Let’s face it, there are some huge differences when it comes to swimming in a pool vs. swimming in the open water and big differences when it comes to swimming alone vs. actually swimming in a triathlon on race day. You can swim in a pool all you want but it can be hard to ever be totally prepared for what the swim will be like on race day in open water.
Swimming in a Pool:
- Focus is on form-When you swim in a pool you can focus on your form for endless laps.
- Breathing-Swimming in a lap pool it can be easy to get your breathing calm and settled.
- Water conditions-This is never something that you have to contend with in a pool.
- Mental Preparation-When you swim in a pool you need to be mentally prepared to swim laps.
Open Water Swimming
- Water Conditions-open water can be wavy, choppy, calm. This all depends on the weather on race day and whether or not you are swimming in a lake or an ocean. In the ocean you also have the current to contend with.
- Sighting– Due to the current and the absence of lane lines, sighting becomes key when you are open water swimming. It is important to use landmarks to sight and to look up every so often to make sure that you are following your line. On race day you will have buoys to use for sighting.
- Sunlight-The glare can affect your ability to sight on race day. You need to be prepared for sunny conditions. This may impact your choice of goggle lens that you choose for your open water swim.
- Swimming in a Wetsuit-swimming in a wetsuit feels very different. You definitely need to practice open water swimming in your wetsuit to get used to the added buoyancy. Also, it is important to consider wetsuit chafing and to prepare for it.
- Salt vs Regular water-This will affect your buoyancy during your swim.

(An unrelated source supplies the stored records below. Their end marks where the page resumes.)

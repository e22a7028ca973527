// Copyright (c) Microsoft Corporation.
// Licensed under the MIT License.

use std::{path::PathBuf, process::ExitCode};

use anyhow::Context;
use clap::{error::ErrorKind, CommandFactory, FromArgMatches, Parser};
use libadduser::{
    error::Error, Config, Host, PasswordPolicy, Provision, ProvisioningRequest,
    SshKey, Username,
};
use tracing_subscriber::EnvFilter;

/// The flavors of the command line.
#[derive(Debug, Clone, Copy, PartialEq, Eq)]
pub enum Variant {
    /// `--ssh-key` is optional, `--no-password` is available and a password
    /// is generated when none is given.
    Full,
    /// `--ssh-key` is required and no password is set unless one is given.
    Basic,
}

impl Variant {
    fn bin_name(self) -> &'static str {
        match self {
            Self::Full => "add-user",
            Self::Basic => "add-user-basic",
        }
    }
}

#[derive(Debug, Parser)]
#[command(
    version,
    about = "Provision a new user account",
    long_about = "Provision a new user account

NOTE: This command must be run as root!

Creates the user with a home directory and login shell, sets up its password, adds it to the \
organizational group (created if missing), optionally to the sudo group, and installs an SSH \
public key into ~/.ssh/authorized_keys. A key already present in authorized_keys is not added \
again.

Steps that completed before a failure are not rolled back."
)]
pub struct Cli {
    /// Name of the account to create
    pub username: Username,

    /// Add the account to the sudo group
    #[arg(long)]
    pub sudo: bool,

    /// Path to a public key file, or the public key itself
    #[arg(long, value_name = "PATH|KEY")]
    pub ssh_key: Option<String>,

    /// Password of the account
    #[arg(long)]
    pub password: Option<String>,

    /// Expire the password so it must be changed at first login
    #[arg(long)]
    pub force_password_change: bool,

    /// Disable password authentication for the account
    #[arg(long)]
    pub no_password: bool,

    /// Path to a JSON configuration file
    #[arg(long, short, env = "ADD_USER_CONFIG")]
    pub config: Option<PathBuf>,

    /// Organizational group to add the account to
    #[arg(long)]
    pub group: Option<String>,

    /// Disable colored output
    #[arg(
        long,
        env = "NO_COLOR",
        value_parser = clap::builder::FalseyValueParser::new()
    )]
    pub no_color: bool,
}

impl Cli {
    fn parse_for(variant: Variant) -> Result<Self, clap::Error> {
        let mut command = Cli::command().name(variant.bin_name());
        if variant == Variant::Basic {
            command = command.mut_arg("no_password", |arg| arg.hide(true));
        }
        let matches = command.try_get_matches()?;
        Self::from_arg_matches(&matches)
    }

    /// Load the configuration file, if any, and apply command line overrides.
    fn load_config(&self) -> anyhow::Result<Config> {
        let mut config = match &self.config {
            Some(path) => Config::load(path).with_context(|| {
                format!("Failed to load configuration from {}", path.display())
            })?,
            None => Config::default(),
        };

        if let Some(group) = &self.group {
            config.group = group.clone();
        }
        if self.no_color {
            config.color = false;
        }
        config.validate().context("Invalid command line options")?;

        Ok(config)
    }

    fn request(&self, variant: Variant) -> Result<ProvisioningRequest, Error> {
        if variant == Variant::Basic {
            if self.no_password {
                return Err(Error::UnsupportedOption {
                    option: "--no-password",
                });
            }
            if self.ssh_key.is_none() {
                return Err(Error::MissingSshKey);
            }
        }

        let password = PasswordPolicy::from_options(
            self.password.clone(),
            self.no_password,
            variant == Variant::Full,
        )?;

        Ok(ProvisioningRequest::new(self.username.clone())
            .sudo(self.sudo)
            .ssh_key(self.ssh_key.clone().map(SshKey::new))
            .password(password)
            .force_password_change(self.force_password_change))
    }
}

fn setup_logging(color: bool) {
    let env_filter = EnvFilter::try_from_default_env()
        .unwrap_or_else(|_| EnvFilter::new("info"));

    tracing_subscriber::fmt()
        .with_env_filter(env_filter)
        .with_ansi(color)
        .with_target(false)
        .without_time()
        .init();
}

/// Parse the command line, provision the account and print the summary.
pub fn run(variant: Variant) -> ExitCode {
    let cli = match Cli::parse_for(variant) {
        Ok(cli) => cli,
        Err(error) => {
            let _ = error.print();
            return match error.kind() {
                ErrorKind::DisplayHelp | ErrorKind::DisplayVersion => {
                    ExitCode::SUCCESS
                }
                _ => ExitCode::FAILURE,
            };
        }
    };

    let config = match cli.load_config() {
        Ok(config) => config,
        Err(error) => {
            eprintln!("error: {error:#}");
            return ExitCode::FAILURE;
        }
    };
    setup_logging(config.color);

    let result = cli
        .request(variant)
        .and_then(|request| Provision::new(request, config).provision(&Host::new()));

    match result {
        Ok(summary) => {
            println!();
            print!("{summary}");
            ExitCode::SUCCESS
        }
        Err(error) => {
            tracing::error!("{error}");
            if error.is_usage() {
                eprintln!("Run '{} --help' for usage.", variant.bin_name());
            }
            ExitCode::FAILURE
        }
    }
}
// Copyright (c) Microsoft Corporation.
// Licensed under the MIT License.

//! Command line front end shared by the `add-user` and `add-user-basic`
//! binaries.

pub mod cli;
// Copyright (c) Microsoft Corporation.
// Licensed under the MIT License.

//! Password handling for provisioned accounts.
//!
//! - A password is set with `chpasswd`, writing `"username:password"` to its
//!   stdin so the secret never shows up in argv or logs.
//! - Password login is disabled by locking the account with `passwd -l`,
//!   falling back to `usermod --lock`.
//! - A password is expired with `passwd -e`, falling back to `chage -d 0`,
//!   so the next login asks for a new one.

use std::{
    io::Write,
    process::{Command, Stdio},
};

use rand::{distributions::Alphanumeric, Rng};
use tracing::instrument;

use crate::error::Error;

/// Ways to set a password.
#[derive(strum::EnumIter, Debug, Clone)]
#[non_exhaustive]
pub enum Provisioner {
    Chpasswd,
    #[cfg(test)]
    FakePasswd,
}

impl Provisioner {
    pub(crate) fn set(
        &self,
        username: impl AsRef<str>,
        password: impl AsRef<str>,
    ) -> Result<(), Error> {
        match self {
            Self::Chpasswd => chpasswd(username.as_ref(), password.as_ref()),
            #[cfg(test)]
            Self::FakePasswd => Ok(()),
        }
    }
}

/// Ways to lock password authentication.
#[derive(strum::EnumIter, Debug, Clone)]
#[non_exhaustive]
pub enum Locker {
    Passwd,
    Usermod,
    #[cfg(test)]
    FakePasswd,
}

impl Locker {
    pub(crate) fn lock(&self, username: impl AsRef<str>) -> Result<(), Error> {
        match self {
            Self::Passwd => passwd(&["-l"], username.as_ref()),
            Self::Usermod => usermod_lock(username.as_ref()),
            #[cfg(test)]
            Self::FakePasswd => Ok(()),
        }
    }
}

/// Ways to expire a password.
#[derive(strum::EnumIter, Debug, Clone)]
#[non_exhaustive]
pub enum Expirer {
    Passwd,
    Chage,
    #[cfg(test)]
    FakeChage,
}

impl Expirer {
    pub(crate) fn expire(&self, username: impl AsRef<str>) -> Result<(), Error> {
        match self {
            Self::Passwd => passwd(&["-e"], username.as_ref()),
            Self::Chage => chage_expire(username.as_ref()),
            #[cfg(test)]
            Self::FakeChage => Ok(()),
        }
    }
}

#[instrument(skip_all)]
fn passwd(args: &[&str], username: &str) -> Result<(), Error> {
    let mut command = Command::new(env!("PATH_PASSWD"));
    command.args(args).arg(username);

    crate::run(command)
}

#[instrument(skip_all)]
fn usermod_lock(username: &str) -> Result<(), Error> {
    let mut command = Command::new(env!("PATH_USERMOD"));
    command.arg("--lock").arg(username);

    crate::run(command)
}

#[instrument(skip_all)]
fn chage_expire(username: &str) -> Result<(), Error> {
    let mut command = Command::new(env!("PATH_CHAGE"));
    command.args(["-d", "0"]).arg(username);

    crate::run(command)
}

#[instrument(skip_all)]
fn chpasswd(username: &str, password: &str) -> Result<(), Error> {
    let path_chpasswd = env!("PATH_CHPASSWD");
    let mut child = Command::new(path_chpasswd)
        .stdin(Stdio::piped())
        .stdout(Stdio::null())
        .stderr(Stdio::piped())
        .spawn()?;

    if let Some(mut stdin) = child.stdin.take() {
        stdin.write_all(format!("{username}:{password}\n").as_bytes())?;
    }

    let output = child.wait_with_output()?;
    if !output.status.success() {
        tracing::error!(%username, status = ?output.status, "chpasswd failed to set password");
        return Err(Error::SubprocessFailed {
            command: path_chpasswd.to_string(),
            status: output.status,
            stderr: String::from_utf8_lossy(&output.stderr).trim().to_string(),
        });
    }

    Ok(())
}

/// Generate a random alphanumeric password of `length` characters.
///
/// Uses the thread-local generator, which is a CSPRNG seeded from the OS.
pub fn generate(length: usize) -> String {
    rand::thread_rng()
        .sample_iter(&Alphanumeric)
        .take(length)
        .map(char::from)
        .collect()
}
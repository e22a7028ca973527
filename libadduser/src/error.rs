// Copyright (c) Microsoft Corporation.
// Licensed under the MIT License.

use std::{path::PathBuf, process::ExitStatus};

#[derive(thiserror::Error, Debug)]
pub enum Error {
    #[error(
        "Invalid username \"{name}\": it must start with a lowercase letter followed by lowercase letters, digits, '-' or '_'"
    )]
    InvalidUsername { name: String },
    #[error("--password and --no-password cannot be used together")]
    ConflictingPasswordOptions,
    #[error("An SSH public key is required (--ssh-key)")]
    MissingSshKey,
    #[error("The option {option} is not supported by this command")]
    UnsupportedOption { option: &'static str },
    #[error("The SSH public key is empty")]
    EmptySshKey,
    #[error("This command must be run as root")]
    NotRoot,
    #[error("User \"{user}\" already exists")]
    UserExists { user: String },
    #[error("Unable to get user {user}")]
    UserMissing { user: String },
    #[error("Unable to decode {path} as a configuration file: {source}")]
    ConfigFile {
        path: PathBuf,
        source: serde_json::Error,
    },
    #[error("Invalid configuration: {reason}")]
    Config { reason: String },
    #[error("Unable to create the user with any of the available backends")]
    NoUserProvisioner,
    #[error("Unable to set the password with any of the available backends")]
    NoPasswordProvisioner,
    #[error("Unable to update group membership with any of the available backends")]
    NoGroupProvisioner,
    #[error("Subprocess {command} failed with {status}: {stderr}")]
    SubprocessFailed {
        command: String,
        status: ExitStatus,
        stderr: String,
    },
    #[error(transparent)]
    Io(#[from] std::io::Error),
    #[error("A system call failed: {0}")]
    Nix(#[from] nix::Error),
}

impl Error {
    /// Whether the error was caused by the operator's input rather than by the
    /// host, meaning nothing was changed on the system.
    pub fn is_usage(&self) -> bool {
        matches!(
            self,
            Self::InvalidUsername { .. }
                | Self::ConflictingPasswordOptions
                | Self::MissingSshKey
                | Self::UnsupportedOption { .. }
                | Self::EmptySshKey
                | Self::ConfigFile { .. }
                | Self::Config { .. }
        )
    }
}
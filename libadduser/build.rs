fn main() {
    println!("cargo:rerun-if-changed=build.rs");

    // Pass in build-time environment variables, which could be used in
    // crates by `env!` macros.
    println!("cargo:rustc-env=PATH_USERADD=useradd");
    println!("cargo:rustc-env=PATH_USERMOD=usermod");
    println!("cargo:rustc-env=PATH_GROUPADD=groupadd");
    println!("cargo:rustc-env=PATH_GPASSWD=gpasswd");
    println!("cargo:rustc-env=PATH_PASSWD=passwd");
    println!("cargo:rustc-env=PATH_CHPASSWD=chpasswd");
    println!("cargo:rustc-env=PATH_CHAGE=chage");
    // Defaults for the groups and shell of a provisioned user.
    println!("cargo:rustc-env=DEFAULT_GROUP=staff");
    println!("cargo:rustc-env=SUDO_GROUP=sudo");
    println!("cargo:rustc-env=DEFAULT_SHELL=/bin/bash");
}
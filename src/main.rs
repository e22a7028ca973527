// Copyright (c) Microsoft Corporation.
// Licensed under the MIT License.

use std::process::ExitCode;

use add_user::cli::{self, Variant};

fn main() -> ExitCode {
    cli::run(Variant::Full)
}
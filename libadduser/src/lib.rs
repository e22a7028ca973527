// Copyright (c) Microsoft Corporation.
// Licensed under the MIT License.
pub mod config;
pub mod error;
pub mod provision;
pub mod request;

pub use config::Config;
pub use provision::{
    Account, Host, Identity, KeyStatus, PasswordStatus, Provision, Summary,
};
pub use request::{PasswordPolicy, ProvisioningRequest, SshKey, Username};

use std::process::Command;

use crate::error::Error;

/// Run a command, returning an error if it does not exit successfully.
///
/// Standard output is discarded and standard error is captured so it can be
/// attached to the error.
pub(crate) fn run(mut command: Command) -> Result<(), Error> {
    let program = command.get_program().to_string_lossy().into_owned();
    tracing::debug!(command = %program, args = ?command.get_args().collect::<Vec<_>>(), "Running");

    let output = command.output()?;
    if !output.status.success() {
        return Err(Error::SubprocessFailed {
            command: program,
            status: output.status,
            stderr: String::from_utf8_lossy(&output.stderr).trim().to_string(),
        });
    }

    Ok(())
}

- Swimming with other people in close proximity-during a race in the open water swim you will be in a sea of bodies where it can feel like you are swimming in a blender. You need to be ready to get kicked and hit as you swim. This can be very jarring. If you are not as strong of a swimmer you may need to consider swimming to the outside so that you are not right in the mix! It can be helpful to practice swimming in open water with someone next to you.
- Mental Preparation-You can feel more nervous and anxious during an open water swim so practicing in the open water is key.
- Swimming Form-When the nerves kick in your swimming form can deteriorate. I know for me that when I am nervous I resort back to breathing every stroke. It takes practice swimming in the open water to maintain strong form.
- Water Temperature-The water temperature can vary in open water swimming and this will determine whether or not your race is wetsuit legal. In Ironman sanctioned events the swim portion becomes “Wetsuit Legal” when the water temperature is at or below 76.1F/24.5C. The swim portion becomes “Wetsuit Optional” when water temperatures are between 76.2F/24.55C and 83.8F/28.8C.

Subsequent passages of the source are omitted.